Softcatala / translation-memory-tools

A set of tools to build, maintain and use translation memories

Home Page:https://www.softcatala.org/recursos/memories/

Geek Repo:Geek Repo

Github PK Tool:Github PK Tool

Selective processing of projects in builder.py

julen opened this issue · comments

commented

Since fc11bb9 the configuration is managed in a per-project basis, i.e. each project is represented in a JSON file. When running the builder without further arguments, it will process every single project available within the cfg/projects/ folder.

Unless I missed some detail, this can currently be restricted either via:

  • CLI flag, --project=<project1, project2, ..., projectN>
  • selectively placing project configuration files in a separate directory and passing --json=<json_dir>.
  • Using --softcatala to process those projects which contain the softcatala: true flag.

Any of the existing approaches are quite tedious if someone wants to run the tool out of the scope of SC. I believe the ideal would be:

  • The CLI still accepts passing a list of projects to process.
  • Project configurations are generic and locale-independent. This has the challenge of handling language codes properly, which tend to be project-specific.
  • Locale-specific definitions live in a separate configuration file. This would allow one to define the language code to use, as well as the projects it needs.

With this, the softcatala: true flag would become redundant, as well as the --json CLI option. The configuration is kept generic so that it's available to any locale. Locales can then choose the list of projects they want to pull in for TM generation.

Yes, this system was designed to work only with one locale.

The change that you are proposing is a large change. It requires changes to the application but also to review all configuration files.

One of additional core problems that the tool uses PO as file format that only handles one translation. We should consider switching to TMX format or even use a database backend.

I will like to understand how do you plan to use the system.

commented

My main goal would be being able to reuse your system for Basque and deploy it in our own server. We like the idea of having a common source of truth in a TM form which can easily be searched.

In the current state of the code this is not possible as we already pointed out, and I know this involves quite a large change from the current approach. The alternative would be to write this thing from scratch but I'd like to avoid that as much as possible.

I'm all in for making the necessary changes, but will take no less than 3 months.

There are a 123 active configuration files at /cfg/projects. Around 15% of the projects (KDE, GNOME, LibreOffice, GIMP, etc) provide 80% of the content.

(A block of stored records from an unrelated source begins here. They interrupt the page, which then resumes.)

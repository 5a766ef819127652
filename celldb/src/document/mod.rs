// Cell values - the dynamic payload stored per (row, property)

use serde::{Deserialize, Serialize};
use std::collections::BTreeMap;

/// Derived values of computed columns: property id -> row id -> value
pub type ColumnValues = BTreeMap<String, BTreeMap<String, CellValue>>;

/// The value of one property for one row.
///
/// Stored cells and computed values share this type. On the wire a cell is a plain
/// JSON scalar or an array of strings (multiSelect option ids, relation row ids).
#[derive(Debug, Clone, PartialEq, Default, Serialize, Deserialize)]
#[serde(from = "serde_json::Value", into = "serde_json::Value")]
pub enum CellValue {
    Text(String),
    Number(f64),
    Bool(bool),
    List(Vec<String>),
    #[default]
    Null,
}

impl CellValue {
    pub fn text(s: impl Into<String>) -> Self {
        CellValue::Text(s.into())
    }

    pub fn list<I, S>(items: I) -> Self
    where
        I: IntoIterator<Item = S>,
        S: Into<String>,
    {
        CellValue::List(items.into_iter().map(Into::into).collect())
    }

    pub fn is_null(&self) -> bool {
        matches!(self, CellValue::Null)
    }

    /// Null, the empty string and the empty list all count as empty.
    pub fn is_empty(&self) -> bool {
        match self {
            CellValue::Null => true,
            CellValue::Text(s) => s.is_empty(),
            CellValue::List(items) => items.is_empty(),
            CellValue::Number(_) | CellValue::Bool(_) => false,
        }
    }

    /// Loose numeric coercion: null and "" become 0, unparseable text becomes NaN.
    pub fn to_number(&self) -> f64 {
        match self {
            CellValue::Null => 0.0,
            CellValue::Bool(b) => {
                if *b {
                    1.0
                } else {
                    0.0
                }
            }
            CellValue::Number(n) => *n,
            CellValue::Text(s) => parse_number(s),
            CellValue::List(items) => parse_number(&items.join(",")),
        }
    }

    /// Strict numeric view used by aggregations: only numbers and numeric text qualify.
    pub fn as_number(&self) -> Option<f64> {
        match self {
            CellValue::Number(n) if n.is_finite() => Some(*n),
            CellValue::Text(s) if !s.trim().is_empty() => {
                let n = parse_number(s);
                n.is_finite().then_some(n)
            }
            _ => None,
        }
    }

    pub fn is_truthy(&self) -> bool {
        match self {
            CellValue::Null => false,
            CellValue::Bool(b) => *b,
            CellValue::Number(n) => *n != 0.0 && !n.is_nan(),
            CellValue::Text(s) => !s.is_empty(),
            CellValue::List(items) => !items.is_empty(),
        }
    }

    /// String form used for display, string comparison and concatenation.
    pub fn to_display_string(&self) -> String {
        match self {
            CellValue::Null => String::new(),
            CellValue::Text(s) => s.clone(),
            CellValue::Number(n) => format_number(*n),
            CellValue::Bool(b) => b.to_string(),
            CellValue::List(items) => items.join(", "),
        }
    }

    /// Sequences collapse to their ", "-joined string; everything else is unchanged.
    pub fn flatten(&self) -> CellValue {
        match self {
            CellValue::List(items) => CellValue::Text(items.join(", ")),
            other => other.clone(),
        }
    }

    /// Row or option ids held by the cell. A bare string is a single id.
    pub fn as_id_list(&self) -> Vec<String> {
        match self {
            CellValue::List(items) => items.clone(),
            CellValue::Text(s) if !s.is_empty() => vec![s.clone()],
            _ => Vec::new(),
        }
    }

    /// Stable serialized form, used where values must be compared for identity.
    pub fn serialized(&self) -> String {
        serde_json::Value::from(self.clone()).to_string()
    }
}

impl From<&str> for CellValue {
    fn from(s: &str) -> Self {
        CellValue::Text(s.to_string())
    }
}

impl From<String> for CellValue {
    fn from(s: String) -> Self {
        CellValue::Text(s)
    }
}

impl From<f64> for CellValue {
    fn from(n: f64) -> Self {
        CellValue::Number(n)
    }
}

impl From<bool> for CellValue {
    fn from(b: bool) -> Self {
        CellValue::Bool(b)
    }
}

impl From<serde_json::Value> for CellValue {
    fn from(value: serde_json::Value) -> Self {
        match value {
            serde_json::Value::Null => CellValue::Null,
            serde_json::Value::Bool(b) => CellValue::Bool(b),
            serde_json::Value::Number(n) => n.as_f64().map(CellValue::Number).unwrap_or_default(),
            serde_json::Value::String(s) => CellValue::Text(s),
            serde_json::Value::Array(items) => CellValue::List(
                items
                    .into_iter()
                    .filter_map(|item| match item {
                        serde_json::Value::Null => None,
                        serde_json::Value::String(s) => Some(s),
                        other => Some(other.to_string()),
                    })
                    .collect(),
            ),
            obj @ serde_json::Value::Object(_) => CellValue::Text(obj.to_string()),
        }
    }
}

impl From<CellValue> for serde_json::Value {
    fn from(value: CellValue) -> Self {
        match value {
            CellValue::Null => serde_json::Value::Null,
            CellValue::Bool(b) => serde_json::Value::Bool(b),
            CellValue::Text(s) => serde_json::Value::String(s),
            CellValue::List(items) => {
                serde_json::Value::Array(items.into_iter().map(serde_json::Value::String).collect())
            }
            CellValue::Number(n) => {
                if is_whole(n) {
                    serde_json::Value::from(n as i64)
                } else {
                    serde_json::Number::from_f64(n)
                        .map(serde_json::Value::Number)
                        .unwrap_or(serde_json::Value::Null)
                }
            }
        }
    }
}

fn is_whole(n: f64) -> bool {
    n.is_finite() && n.fract() == 0.0 && n.abs() < 9.0e15
}

/// Render a number the way users type it: `10` rather than `10.0`.
pub fn format_number(n: f64) -> String {
    if n.is_nan() {
        "NaN".to_string()
    } else if n.is_infinite() {
        let s = if n > 0.0 { "Infinity" } else { "-Infinity" };
        s.to_string()
    } else if is_whole(n) {
        format!("{}", n as i64)
    } else {
        format!("{n}")
    }
}

/// Parse user text as a number. Blank text is 0, anything unparseable is NaN.
pub fn parse_number(s: &str) -> f64 {
    let trimmed = s.trim();
    if trimmed.is_empty() {
        return 0.0;
    }
    match trimmed {
        "Infinity" | "+Infinity" => return f64::INFINITY,
        "-Infinity" => return f64::NEG_INFINITY,
        _ => {}
    }
    // Rust accepts "inf" and "nan" spellings that users never mean as numbers
    if trimmed
        .chars()
        .any(|c| c.is_ascii_alphabetic() && c != 'e' && c != 'E')
    {
        return f64::NAN;
    }
    trimmed.parse::<f64>().unwrap_or(f64::NAN)
}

My advice is that you can start now creating your own separate configuration files for Basque language for the top 20 projects. This should not take more than 2 hours since in most of the cases you will just need to change the URL. This will allow you to:

  • Get started now and be able to offer to your users something useful
  • Learn how the system works then we can discuss all the refactors needed
  • This will allow you to start contributing now

Let me how this sounds